After working together for several years to fine-tune the script, the filmmakers turned their attention to finding a director, who would understand the story’s delicate balance of drama, pathos and humour.
Jonathan Levine, who directed the 2008 Sundance Film Festival Audience Award winner The Wackness, read the script and was so moved by it that he tried to get in touch with Rogen and Goldberg directly.
As the search for a director heated up, Goldberg’s assistant suggested that he watch The Wackness. Goldberg did and recalls, “It was awesome.” After his first meeting with Levine, Rogen remembers thinking: “He’s exactly like us, and we got along really well. You can tell pretty quickly if someone has a vision and Jonathan clearly had a vision.
“The minute we sat down and started talking to him, we knew he was a guy that we could totally work with.”
During pre-production, Levine and the producers spent considerable time brainstorming the story and riffing on existing scenes.

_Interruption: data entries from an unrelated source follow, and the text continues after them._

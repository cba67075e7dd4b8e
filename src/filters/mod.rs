//! Volume filters for 3D image restoration.
//!
//! # Filter Implementations
//!
//! * **Convolution**: direct spatial-domain 3D convolution, the primitive everything else is
//!   built on.
//!
//! * **Deconvolution**: Richardson-Lucy iterations on top of the convolution.
//!
//! * **PSF**: construction and normalisation of point spread functions.

/// Direct 3D convolution with zero-padding and parity-dependent output shapes.
pub mod convolution;

/// Richardson-Lucy deconvolution.
/// Sharpens a volume by iteratively undoing the blur described by a point spread function.
pub mod deconvolution;

/// Point Spread Function utilities for deconvolution operations.
pub mod psf;
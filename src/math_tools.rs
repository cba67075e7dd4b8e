//! Numeric helpers shared by the convolution and deconvolution filters: the [`Voxel`] float
//! abstraction and a few whole-array transforms on 3D volumes.

use ndarray::{s, Array3, ArrayView3};
use num_traits::{Float, FromPrimitive, NumAssign};
use std::fmt::{Debug, Display};
use std::iter::Sum;

/// Floating point types a volume can be made of.
///
/// Bundles the bounds the filters need so that signatures stay readable. Implemented for
/// `f32` and `f64`.
pub trait Voxel:
    Float + FromPrimitive + NumAssign + Sum + Debug + Display + Send + Sync + 'static
{
    /// Converts an `f64` constant into this type.
    fn from_f64_c(val: f64) -> Self;

    /// Widens the value to `f64` for diagnostics.
    fn as_f64(self) -> f64;
}

impl Voxel for f32 {
    #[inline]
    fn from_f64_c(val: f64) -> Self {
        val as f32
    }

    #[inline]
    fn as_f64(self) -> f64 {
        self as f64
    }
}

impl Voxel for f64 {
    #[inline]
    fn from_f64_c(val: f64) -> Self {
        val
    }

    #[inline]
    fn as_f64(self) -> f64 {
        self
    }
}

/// Returns the shape of a 3D view as a fixed size array.
pub fn shape3<T>(volume: &ArrayView3<T>) -> [usize; 3] {
    let (x, y, z) = volume.dim();
    [x, y, z]
}

/// Reverses the kernel along all three axes, turning correlation into true convolution.
///
/// The result is in standard layout so that sums over it always run in (x, y, z) order.
pub fn flip_all_axes<T: Clone>(kernel: ArrayView3<T>) -> Array3<T> {
    kernel
        .slice(s![..;-1, ..;-1, ..;-1])
        .as_standard_layout()
        .into_owned()
}

/// Coordinate transpose of a 3D array: the axis order is reversed, `out[i, j, k] = a[k, j, i]`.
///
/// This is not a flip of the values; it is the adjoint used by the backward step of
/// Richardson-Lucy.
pub fn coordinate_transpose<T: Clone>(volume: ArrayView3<T>) -> Array3<T> {
    volume.reversed_axes().as_standard_layout().into_owned()
}

/// Finds the first non-finite voxel in logical (x, y, z) order.
pub fn first_non_finite<T: Voxel>(volume: ArrayView3<T>) -> Option<([usize; 3], T)> {
    volume
        .indexed_iter()
        .find(|(_, v)| !v.is_finite())
        .map(|((x, y, z), v)| ([x, y, z], *v))
}
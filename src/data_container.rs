//! Containers for multi-channel volume data and the source/sink interfaces the channel pipeline
//! reads from and writes to.

use crate::errors::{PipelineError, PipelineResult};
use crate::math_tools::{shape3, Voxel};
use ndarray::{stack, Array3, Array4, ArrayView3, Axis};

/// A non-empty set of equally shaped 3D volumes, one per imaging channel.
#[derive(Debug, Clone, PartialEq)]
pub struct ChannelStack<T> {
    channels: Vec<Array3<T>>,
    shape: [usize; 3],
}

impl<T: Voxel> ChannelStack<T> {
    /// Wraps `channels` after checking that there is at least one and that all share a shape.
    ///
    /// # Errors
    /// [`PipelineError::NoChannels`] or [`PipelineError::ChannelShape`] for the first channel
    /// that differs from channel 0.
    pub fn new(channels: Vec<Array3<T>>) -> PipelineResult<Self> {
        let first = channels.first().ok_or(PipelineError::NoChannels)?;
        let shape = shape3(&first.view());
        for (channel, volume) in channels.iter().enumerate().skip(1) {
            let found = shape3(&volume.view());
            if found != shape {
                return Err(PipelineError::ChannelShape {
                    channel,
                    expected: shape,
                    found,
                });
            }
        }
        Ok(ChannelStack { channels, shape })
    }

    /// Splits a `(channels, x, y, z)` array along its first axis.
    pub fn from_array4(array: Array4<T>) -> PipelineResult<Self> {
        let channels = array
            .outer_iter()
            .map(|channel| channel.to_owned())
            .collect();
        ChannelStack::new(channels)
    }

    /// Stacks the channels into a `(channels, x, y, z)` array.
    pub fn to_array4(&self) -> PipelineResult<Array4<T>> {
        let views: Vec<ArrayView3<T>> = self.channels.iter().map(|c| c.view()).collect();
        Ok(stack(Axis(0), &views)?)
    }

    /// Shape shared by all channels.
    pub fn shape(&self) -> [usize; 3] {
        self.shape
    }

    pub fn len(&self) -> usize {
        self.channels.len()
    }

    /// Always `false`, a stack holds at least one channel.
    pub fn is_empty(&self) -> bool {
        self.channels.is_empty()
    }

    pub fn channels(&self) -> &[Array3<T>] {
        &self.channels
    }

    pub fn into_channels(self) -> Vec<Array3<T>> {
        self.channels
    }
}

/// Supplies the channels to deconvolve, however they are stored.
pub trait VolumeSource<T> {
    fn read_channels(&mut self) -> PipelineResult<ChannelStack<T>>;
}

/// Receives the deconvolved channels, in the order they were supplied.
pub trait VolumeSink<T> {
    fn write_channels(&mut self, channels: &ChannelStack<T>) -> PipelineResult<()>;
}

/// Channels held in memory, usable both as a source and as a sink.
#[derive(Debug, Clone, Default, PartialEq)]
pub struct MemoryVolumes<T> {
    pub channels: Vec<Array3<T>>,
}

impl<T> MemoryVolumes<T> {
    pub fn new(channels: Vec<Array3<T>>) -> Self {
        MemoryVolumes { channels }
    }
}

impl<T: Voxel> VolumeSource<T> for MemoryVolumes<T> {
    fn read_channels(&mut self) -> PipelineResult<ChannelStack<T>> {
        ChannelStack::new(self.channels.clone())
    }
}

impl<T: Voxel> VolumeSink<T> for MemoryVolumes<T> {
    fn write_channels(&mut self, channels: &ChannelStack<T>) -> PipelineResult<()> {
        self.channels = channels.channels().to_vec();
        Ok(())
    }
}
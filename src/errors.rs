//! Error types for the convolution/deconvolution core and for the channel pipeline around it.
//!
//! [`DeconvolutionError`] is the taxonomy of the numeric core: shape problems, invalid arguments
//! and numeric anomalies. [`PipelineError`] adds everything that can go wrong while reading,
//! processing and writing a batch of channels.

use ndarray_npy::{ReadNpyError, ReadNpzError, WriteNpyError, WriteNpzError};
use std::fmt::{Display, Formatter};
use std::path::PathBuf;

/// Result alias for the convolution and deconvolution core.
pub type DeconvolutionResult<T> = Result<T, DeconvolutionError>;

/// Result alias for the channel pipeline and its I/O.
pub type PipelineResult<T> = Result<T, PipelineError>;

/// Errors raised by a single convolution or deconvolution call. All of them are terminal for
/// that call; nothing is retried.
#[derive(Debug, Clone, PartialEq, thiserror::Error)]
pub enum DeconvolutionError {
    /// Kernel and volume extents are incompatible, or the PSF and its transpose disagree.
    #[error("invalid shape: {0}")]
    InvalidShape(ShapeIssue),

    /// A parameter is outside of its valid range.
    #[error("invalid argument `{name}`: {reason}")]
    InvalidArgument { name: &'static str, reason: String },

    /// A non-finite value showed up in the input or in an intermediate result.
    #[error(
        "non-finite value {value} in {stage} at voxel {index:?} (iteration {iteration})"
    )]
    NumericAnomaly {
        stage: Stage,
        iteration: usize,
        index: [usize; 3],
        value: f64,
    },
}

impl DeconvolutionError {
    pub(crate) fn invalid_argument(name: &'static str, reason: impl Into<String>) -> Self {
        DeconvolutionError::InvalidArgument {
            name,
            reason: reason.into(),
        }
    }
}

/// Detailed reason behind [`DeconvolutionError::InvalidShape`].
#[derive(Debug, Clone, PartialEq, thiserror::Error)]
pub enum ShapeIssue {
    /// An array has an axis of length zero.
    #[error("{array} has an empty axis {axis} (shape {shape:?})")]
    EmptyAxis {
        array: &'static str,
        axis: usize,
        shape: [usize; 3],
    },

    /// The kernel does not fit into the volume along `axis`.
    #[error("kernel extent {kernel} exceeds volume extent {volume} on axis {axis}")]
    KernelExceedsVolume {
        axis: usize,
        kernel: usize,
        volume: usize,
    },

    /// The output extent computed from the shape rule is zero or negative.
    #[error("output extent {extent} on axis {axis} is not positive")]
    DegenerateOutput { axis: usize, extent: isize },

    /// The coordinate transpose of the PSF has a different shape than the PSF.
    #[error("psf shape {psf:?} differs from its transpose {transposed:?}")]
    TransposeMismatch {
        psf: [usize; 3],
        transposed: [usize; 3],
    },

    /// Forward blurring did not reproduce the shape of the observed image.
    #[error("blurred estimate has shape {blurred:?}, image has {image:?}")]
    EstimateMismatch {
        image: [usize; 3],
        blurred: [usize; 3],
    },
}

/// Where in the Richardson-Lucy update a numeric anomaly was detected.
#[derive(Debug, Clone, Copy, PartialEq, Eq)]
pub enum Stage {
    /// The observed image handed to the deconvolver.
    Input,
    /// `convolve(estimate, psf) + epsilon`.
    Blurred,
    /// `image / blurred`.
    Ratio,
    /// The estimate after the multiplicative correction.
    Estimate,
}

impl Display for Stage {
    fn fmt(&self, f: &mut Formatter<'_>) -> std::fmt::Result {
        match self {
            Stage::Input => write!(f, "input image"),
            Stage::Blurred => write!(f, "blurred estimate"),
            Stage::Ratio => write!(f, "relative blur"),
            Stage::Estimate => write!(f, "estimate"),
        }
    }
}

/// Errors raised while running a batch of channels through the deconvolver.
#[derive(Debug, thiserror::Error)]
pub enum PipelineError {
    #[error("channel {channel}: {source}")]
    Channel {
        channel: usize,
        #[source]
        source: DeconvolutionError,
    },

    #[error(transparent)]
    Deconvolution(#[from] DeconvolutionError),

    #[error("channel {channel} has shape {found:?}, expected {expected:?}")]
    ChannelShape {
        channel: usize,
        expected: [usize; 3],
        found: [usize; 3],
    },

    #[error("the volume source did not provide any channel")]
    NoChannels,

    #[error("expected a 3D or 4D array in {path:?}, found {ndim} dimensions")]
    Dimensionality { path: PathBuf, ndim: usize },

    #[error("unsupported volume file {0:?} (expected .npy or .npz)")]
    UnsupportedFile(PathBuf),

    #[error("processing was aborted")]
    Aborted,

    #[error("invalid configuration: {0}")]
    Config(String),

    #[error(transparent)]
    ReadNpy(#[from] ReadNpyError),

    #[error(transparent)]
    WriteNpy(#[from] WriteNpyError),

    #[error(transparent)]
    ReadNpz(#[from] ReadNpzError),

    #[error(transparent)]
    WriteNpz(#[from] WriteNpzError),

    #[error(transparent)]
    Shape(#[from] ndarray::ShapeError),

    #[error(transparent)]
    Io(#[from] std::io::Error),
}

According to Rogen, the filmmakers were mindful not to try to create a ‘funny’ world or have people act in an inauthentic way for the sake of comedy.
“We thought that the characters and their attitudes were funny and we approached it as realistically as humanly possible,” he said.
The filmmakers’ research included talking to cancer patients, including Reiser, at length and visiting a cancer centre in Seattle, where they observed chemotherapy and radiation treatment.
As they delved into their subject, they found that many people involved with the film had been touched by the disease.
Goldberg recalls: “There were a lot of weird moments for Will. People kept sharing things with him that they hadn’t before, for some reason.
“And that happens in the movie. All of the characters have their own issues that they resolve through Adam’s cancer.”
While Reiser sprinkled a few of the details of his personal experience into the story (for example, his actual MRI and CAT scans were used in the hospital scenes), many others come from the writer’s imagination and research.
For example, unlike the character of Adam, Reiser did not have to undergo chemotherapy before the surgery to remove the tumour growing along his spine.
“It’s important to point out that 50/50 is not an autobiography,” he said. “It is inspired by my experience and the experiences of people around me.
“I didn’t have to go through some of the more horrible treatments that people have to go through.”
Reiser hopes the film addresses some of the universal concerns of cancer patients.
He said: “Cancer means that the cells in your body are mutating. There’s nothing more personal than your body attacking itself, so how do you relate to other people around you? You can’t. I wanted to show that in a way that was dark and funny and absurd, because the whole experience was so bizarre.
“Humour was the thing that saved me through it all. I wanted to share that.”
“I like the idea that this movie allows people to talk about their experiences with cancer and not be afraid of that.
“I think it’s okay for us to laugh at illness and how absurd it is, and it’s also okay to cry.”
n 50/50 is in cinemas from Friday, certificate 15.